## DIRECTIONS FOR THIS TASK
Word for word, output the data that follows.

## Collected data

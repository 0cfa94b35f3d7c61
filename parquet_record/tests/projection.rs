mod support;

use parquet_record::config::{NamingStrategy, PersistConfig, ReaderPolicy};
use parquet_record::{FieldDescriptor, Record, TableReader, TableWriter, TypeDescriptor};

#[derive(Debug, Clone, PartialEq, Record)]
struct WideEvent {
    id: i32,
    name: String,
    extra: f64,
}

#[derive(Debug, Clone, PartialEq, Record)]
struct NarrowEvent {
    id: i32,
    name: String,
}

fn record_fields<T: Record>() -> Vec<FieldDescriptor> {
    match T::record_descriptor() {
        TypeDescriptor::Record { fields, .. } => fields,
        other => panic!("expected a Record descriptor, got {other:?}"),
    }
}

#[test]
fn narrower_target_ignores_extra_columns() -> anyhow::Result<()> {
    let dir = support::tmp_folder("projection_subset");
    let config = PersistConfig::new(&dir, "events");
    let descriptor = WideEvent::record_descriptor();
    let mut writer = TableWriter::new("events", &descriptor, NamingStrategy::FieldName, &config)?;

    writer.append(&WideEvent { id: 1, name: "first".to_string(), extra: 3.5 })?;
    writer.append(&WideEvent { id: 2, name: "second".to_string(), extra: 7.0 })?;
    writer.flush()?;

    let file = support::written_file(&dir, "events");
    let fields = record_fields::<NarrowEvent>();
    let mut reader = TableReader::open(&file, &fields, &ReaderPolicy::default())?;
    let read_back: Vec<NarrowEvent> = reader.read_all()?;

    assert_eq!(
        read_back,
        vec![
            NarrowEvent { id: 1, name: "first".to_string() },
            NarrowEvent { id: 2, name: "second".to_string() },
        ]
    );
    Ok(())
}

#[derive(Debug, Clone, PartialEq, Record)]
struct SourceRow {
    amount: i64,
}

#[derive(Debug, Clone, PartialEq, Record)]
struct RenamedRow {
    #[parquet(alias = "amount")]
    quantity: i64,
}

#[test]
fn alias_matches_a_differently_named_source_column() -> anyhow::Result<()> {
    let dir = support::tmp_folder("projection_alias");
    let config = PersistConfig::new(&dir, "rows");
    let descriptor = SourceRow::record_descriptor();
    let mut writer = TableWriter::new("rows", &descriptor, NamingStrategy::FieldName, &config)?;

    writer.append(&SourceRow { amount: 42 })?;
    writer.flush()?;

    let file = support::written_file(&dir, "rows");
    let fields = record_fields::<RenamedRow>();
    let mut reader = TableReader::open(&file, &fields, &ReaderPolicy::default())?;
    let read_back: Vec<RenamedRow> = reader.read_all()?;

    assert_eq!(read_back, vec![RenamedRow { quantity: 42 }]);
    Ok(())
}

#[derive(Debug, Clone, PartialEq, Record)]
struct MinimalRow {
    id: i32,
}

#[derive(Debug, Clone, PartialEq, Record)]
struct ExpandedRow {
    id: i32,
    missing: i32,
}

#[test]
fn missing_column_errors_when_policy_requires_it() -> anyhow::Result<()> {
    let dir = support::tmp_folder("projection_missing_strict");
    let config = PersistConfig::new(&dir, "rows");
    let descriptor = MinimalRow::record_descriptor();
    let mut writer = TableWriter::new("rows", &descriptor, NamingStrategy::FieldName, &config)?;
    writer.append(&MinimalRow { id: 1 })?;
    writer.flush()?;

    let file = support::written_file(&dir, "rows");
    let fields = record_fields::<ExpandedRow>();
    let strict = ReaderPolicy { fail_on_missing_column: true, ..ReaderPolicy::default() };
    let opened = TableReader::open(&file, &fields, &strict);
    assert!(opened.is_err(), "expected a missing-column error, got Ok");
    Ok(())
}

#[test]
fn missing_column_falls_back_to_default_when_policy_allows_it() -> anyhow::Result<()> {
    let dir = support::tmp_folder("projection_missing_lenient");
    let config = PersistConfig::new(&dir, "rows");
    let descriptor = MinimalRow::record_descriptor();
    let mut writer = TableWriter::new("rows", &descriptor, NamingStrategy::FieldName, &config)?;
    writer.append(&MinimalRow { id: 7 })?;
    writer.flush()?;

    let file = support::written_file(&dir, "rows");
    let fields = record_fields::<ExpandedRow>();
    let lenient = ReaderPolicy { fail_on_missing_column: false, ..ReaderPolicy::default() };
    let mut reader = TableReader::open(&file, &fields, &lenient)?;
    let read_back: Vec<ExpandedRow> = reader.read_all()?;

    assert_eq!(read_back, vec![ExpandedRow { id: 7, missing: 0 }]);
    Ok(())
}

## COMPLETED EXERCISE
repository 0cfa94b35f3d7c61
filename parquet_record/tests/projection.rs
mod support;

use parquet_record::config::{NamingStrategy, PersistConfig, ReaderPolicy};
use parquet_record::{FieldDescriptor, Record, TableReader, TableWriter, TypeDescriptor};

#[derive(Debug, Clone, PartialEq, Record)]
struct WideEvent {
    id: i32,
    name: String,
    extra: f64,
}

#[derive(Debug, Clone, PartialEq, Record)]
struct NarrowEvent {
    id: i32,
    name: String,
}

fn record_fields<T: Record>() -> Vec<FieldDescriptor> {
    match T::record_descriptor() {
        TypeDescriptor::Record { fields, .. } => fields,
        other => panic!("expected a Record descriptor, got {other:?}"),
    }
}

#[test]
fn narrower_target_ignores_extra_columns() -> anyhow::Result<()> {
    let dir = support::tmp_folder("projection_subset");
    let config = PersistConfig::new(&dir, "events");
    let descriptor = WideEvent::record_descriptor();
    let mut writer = TableWriter::new("events", &descriptor, NamingStrategy::FieldName, &config)?;

    writer.append(&WideEvent { id: 1, name: "first".to_string(), extra: 3.5 })?;
    writer.append(&WideEvent { id: 2, name: "second".to_string(), extra: 7.0 })?;
    writer.flush()?;

    let file = support::written_file(&dir, "events");
    let fields = record_fields::<NarrowEvent>();
    let mut reader = TableReader::open(&file, &fields, &ReaderPolicy::default())?;
    let read_back: Vec<NarrowEvent> = reader.read_all()?;

    assert_eq!(
        read_back,
        vec![
            NarrowEvent { id: 1, name: "first".to_string() },
            NarrowEvent { id: 2, name: "second".to_string() },
        ]
    );
    Ok(())
}

#[derive(Debug, Clone, PartialEq, Record)]
struct SourceRow {
    amount: i64,
}

#[derive(Debug, Clone, PartialEq, Record)]
struct RenamedRow {
    #[parquet(alias = "amount")]
    quantity: i64,
}

#[test]
fn alias_matches_a_differently_named_source_column() -> anyhow::Result<()> {
    let dir = support::tmp_folder("projection_alias");
    let config = PersistConfig::new(&dir, "rows");
    let descriptor = SourceRow::record_descriptor();
    let mut writer = TableWriter::new("rows", &descriptor, NamingStrategy::FieldName, &config)?;

    writer.append(&SourceRow { amount: 42 })?;
    writer.flush()?;

    let file = support::written_file(&dir, "rows");
    let fields = record_fields::<RenamedRow>();
    let mut reader = TableReader::open(&file, &fields, &ReaderPolicy::default())?;
    let read_back: Vec<RenamedRow> = reader.read_all()?;

    assert_eq!(read_back, vec![RenamedRow { quantity: 42 }]);
    Ok(())
}

#[derive(Debug, Clone, PartialEq, Record)]
struct MinimalRow {
    id: i32,
}

#[derive(Debug, Clone, PartialEq, Record)]
struct ExpandedRow {
    id: i32,
    missing: i32,
}

#[test]
fn missing_column_errors_when_policy_requires_it() -> anyhow::Result<()> {
    let dir = support::tmp_folder("projection_missing_strict");
    let config = PersistConfig::new(&dir, "rows");
    let descriptor = MinimalRow::record_descriptor();
    let mut writer = TableWriter::new("rows", &descriptor, NamingStrategy::FieldName, &config)?;
    writer.append(&MinimalRow { id: 1 })?;
    writer.flush()?;

    let file = support::written_file(&dir, "rows");
    let fields = record_fields::<ExpandedRow>();
    let strict = ReaderPolicy { fail_on_missing_column: true, ..ReaderPolicy::default() };
    let opened = TableReader::open(&file, &fields, &strict);
    assert!(opened.is_err(), "expected a missing-column error, got Ok");
    Ok(())
}

#[test]
fn missing_column_falls_back_to_default_when_policy_allows_it() -> anyhow::Result<()> {
    let dir = support::tmp_folder("projection_missing_lenient");
    let config = PersistConfig::new(&dir, "rows");
    let descriptor = MinimalRow::record_descriptor();
    let mut writer = TableWriter::new("rows", &descriptor, NamingStrategy::FieldName, &config)?;
    writer.append(&MinimalRow { id: 7 })?;
    writer.flush()?;

    let file = support::written_file(&dir, "rows");
    let fields = record_fields::<ExpandedRow>();
    let lenient = ReaderPolicy { fail_on_missing_column: false, ..ReaderPolicy::default() };
    let mut reader = TableReader::open(&file, &fields, &lenient)?;
    let read_back: Vec<ExpandedRow> = reader.read_all()?;

    assert_eq!(read_back, vec![ExpandedRow { id: 7, missing: 0 }]);
    Ok(())
}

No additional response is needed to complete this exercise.